### Exercise directions
Every entry needs to be written out again exactly.

### Extracted data

++++++

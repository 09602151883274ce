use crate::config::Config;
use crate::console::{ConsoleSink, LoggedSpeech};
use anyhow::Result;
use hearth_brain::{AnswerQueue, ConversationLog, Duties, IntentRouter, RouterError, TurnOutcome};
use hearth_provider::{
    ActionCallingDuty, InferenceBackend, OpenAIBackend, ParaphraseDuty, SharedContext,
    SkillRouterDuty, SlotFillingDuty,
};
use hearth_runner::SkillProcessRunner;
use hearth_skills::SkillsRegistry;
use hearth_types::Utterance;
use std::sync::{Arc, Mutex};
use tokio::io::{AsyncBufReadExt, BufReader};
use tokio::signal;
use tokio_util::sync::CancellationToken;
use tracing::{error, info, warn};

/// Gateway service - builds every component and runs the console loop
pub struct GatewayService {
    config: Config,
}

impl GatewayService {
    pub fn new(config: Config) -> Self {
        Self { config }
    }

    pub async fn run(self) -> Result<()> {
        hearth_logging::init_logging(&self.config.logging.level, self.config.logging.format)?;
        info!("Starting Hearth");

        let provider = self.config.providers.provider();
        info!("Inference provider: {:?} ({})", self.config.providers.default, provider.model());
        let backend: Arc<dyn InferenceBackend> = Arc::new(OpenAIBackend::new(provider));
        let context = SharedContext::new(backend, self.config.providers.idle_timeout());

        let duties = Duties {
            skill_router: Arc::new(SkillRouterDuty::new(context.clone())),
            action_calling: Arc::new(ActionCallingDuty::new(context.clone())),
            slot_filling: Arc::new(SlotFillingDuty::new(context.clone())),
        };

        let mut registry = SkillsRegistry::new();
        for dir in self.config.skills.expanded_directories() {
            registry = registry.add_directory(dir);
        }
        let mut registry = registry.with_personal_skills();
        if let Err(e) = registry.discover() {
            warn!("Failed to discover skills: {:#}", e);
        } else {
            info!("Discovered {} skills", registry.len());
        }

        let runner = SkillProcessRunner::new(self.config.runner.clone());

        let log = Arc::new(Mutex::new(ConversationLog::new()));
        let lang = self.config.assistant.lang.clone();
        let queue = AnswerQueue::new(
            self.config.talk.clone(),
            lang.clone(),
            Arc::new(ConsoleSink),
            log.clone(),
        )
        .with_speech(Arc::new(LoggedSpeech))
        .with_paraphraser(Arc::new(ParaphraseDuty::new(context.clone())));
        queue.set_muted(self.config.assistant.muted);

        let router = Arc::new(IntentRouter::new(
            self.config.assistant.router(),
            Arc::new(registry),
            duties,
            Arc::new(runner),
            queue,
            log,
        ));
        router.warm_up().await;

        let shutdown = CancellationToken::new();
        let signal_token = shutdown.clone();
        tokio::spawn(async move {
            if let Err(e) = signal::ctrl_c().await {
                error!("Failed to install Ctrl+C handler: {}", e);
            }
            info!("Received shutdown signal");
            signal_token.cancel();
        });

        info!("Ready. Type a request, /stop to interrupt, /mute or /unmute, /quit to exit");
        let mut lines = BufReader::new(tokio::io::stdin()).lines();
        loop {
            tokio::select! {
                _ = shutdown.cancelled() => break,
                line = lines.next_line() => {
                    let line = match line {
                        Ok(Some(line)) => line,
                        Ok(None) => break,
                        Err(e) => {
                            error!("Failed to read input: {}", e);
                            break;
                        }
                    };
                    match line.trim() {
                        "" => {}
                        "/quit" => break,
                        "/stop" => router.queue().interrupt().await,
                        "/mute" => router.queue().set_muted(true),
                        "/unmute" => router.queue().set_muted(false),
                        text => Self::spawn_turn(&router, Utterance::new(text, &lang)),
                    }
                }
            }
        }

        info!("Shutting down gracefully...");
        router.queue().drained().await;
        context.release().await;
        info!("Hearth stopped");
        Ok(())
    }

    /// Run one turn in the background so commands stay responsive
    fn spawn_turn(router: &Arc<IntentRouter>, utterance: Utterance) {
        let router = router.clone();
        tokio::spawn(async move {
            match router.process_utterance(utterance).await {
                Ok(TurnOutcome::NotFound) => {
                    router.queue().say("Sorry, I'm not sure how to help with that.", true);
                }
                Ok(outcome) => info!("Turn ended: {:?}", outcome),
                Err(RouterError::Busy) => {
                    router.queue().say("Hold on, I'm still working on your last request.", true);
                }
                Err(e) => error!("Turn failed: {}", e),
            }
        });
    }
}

++++++

### Response to this task
repository 09602151883274ce
use crate::config::Config;
use crate::console::{ConsoleSink, LoggedSpeech};
use anyhow::Result;
use hearth_brain::{AnswerQueue, ConversationLog, Duties, IntentRouter, RouterError, TurnOutcome};
use hearth_provider::{
    ActionCallingDuty, InferenceBackend, OpenAIBackend, ParaphraseDuty, SharedContext,
    SkillRouterDuty, SlotFillingDuty,
};
use hearth_runner::SkillProcessRunner;
use hearth_skills::SkillsRegistry;
use hearth_types::Utterance;
use std::sync::{Arc, Mutex};
use tokio::io::{AsyncBufReadExt, BufReader};
use tokio::signal;
use tokio_util::sync::CancellationToken;
use tracing::{error, info, warn};

/// Gateway service - builds every component and runs the console loop
pub struct GatewayService {
    config: Config,
}

impl GatewayService {
    pub fn new(config: Config) -> Self {
        Self { config }
    }

    pub async fn run(self) -> Result<()> {
        hearth_logging::init_logging(&self.config.logging.level, self.config.logging.format)?;
        info!("Starting Hearth");

        let provider = self.config.providers.provider();
        info!("Inference provider: {:?} ({})", self.config.providers.default, provider.model());
        let backend: Arc<dyn InferenceBackend> = Arc::new(OpenAIBackend::new(provider));
        let context = SharedContext::new(backend, self.config.providers.idle_timeout());

        let duties = Duties {
            skill_router: Arc::new(SkillRouterDuty::new(context.clone())),
            action_calling: Arc::new(ActionCallingDuty::new(context.clone())),
            slot_filling: Arc::new(SlotFillingDuty::new(context.clone())),
        };

        let mut registry = SkillsRegistry::new();
        for dir in self.config.skills.expanded_directories() {
            registry = registry.add_directory(dir);
        }
        let mut registry = registry.with_personal_skills();
        if let Err(e) = registry.discover() {
            warn!("Failed to discover skills: {:#}", e);
        } else {
            info!("Discovered {} skills", registry.len());
        }

        let runner = SkillProcessRunner::new(self.config.runner.clone());

        let log = Arc::new(Mutex::new(ConversationLog::new()));
        let lang = self.config.assistant.lang.clone();
        let queue = AnswerQueue::new(
            self.config.talk.clone(),
            lang.clone(),
            Arc::new(ConsoleSink),
            log.clone(),
        )
        .with_speech(Arc::new(LoggedSpeech))
        .with_paraphraser(Arc::new(ParaphraseDuty::new(context.clone())));
        queue.set_muted(self.config.assistant.muted);

        let router = Arc::new(IntentRouter::new(
            self.config.assistant.router(),
            Arc::new(registry),
            duties,
            Arc::new(runner),
            queue,
            log,
        ));
        router.warm_up().await;

        let shutdown = CancellationToken::new();
        let signal_token = shutdown.clone();
        tokio::spawn(async move {
            if let Err(e) = signal::ctrl_c().await {
                error!("Failed to install Ctrl+C handler: {}", e);
            }
            info!("Received shutdown signal");
            signal_token.cancel();
        });

        info!("Ready. Type a request, /stop to interrupt, /mute or /unmute, /quit to exit");
        let mut lines = BufReader::new(tokio::io::stdin()).lines();
        loop {
            tokio::select! {
                _ = shutdown.cancelled() => break,
                line = lines.next_line() => {
                    let line = match line {
                        Ok(Some(line)) => line,
                        Ok(None) => break,
                        Err(e) => {
                            error!("Failed to read input: {}", e);
                            break;
                        }
                    };
                    match line.trim() {
                        "" => {}
                        "/quit" => break,
                        "/stop" => router.queue().interrupt().await,
                        "/mute" => router.queue().set_muted(true),
                        "/unmute" => router.queue().set_muted(false),
                        text => Self::spawn_turn(&router, Utterance::new(text, &lang)),
                    }
                }
            }
        }

        info!("Shutting down gracefully...");
        router.queue().drained().await;
        context.release().await;
        info!("Hearth stopped");
        Ok(())
    }

    /// Run one turn in the background so commands stay responsive
    fn spawn_turn(router: &Arc<IntentRouter>, utterance: Utterance) {
        let router = router.clone();
        tokio::spawn(async move {
            match router.process_utterance(utterance).await {
                Ok(TurnOutcome::NotFound) => {
                    router.queue().say("Sorry, I'm not sure how to help with that.", true);
                }
                Ok(outcome) => info!("Turn ended: {:?}", outcome),
                Err(RouterError::Busy) => {
                    router.queue().say("Hold on, I'm still working on your last request.", true);
                }
                Err(e) => error!("Turn failed: {}", e),
            }
        });
    }
}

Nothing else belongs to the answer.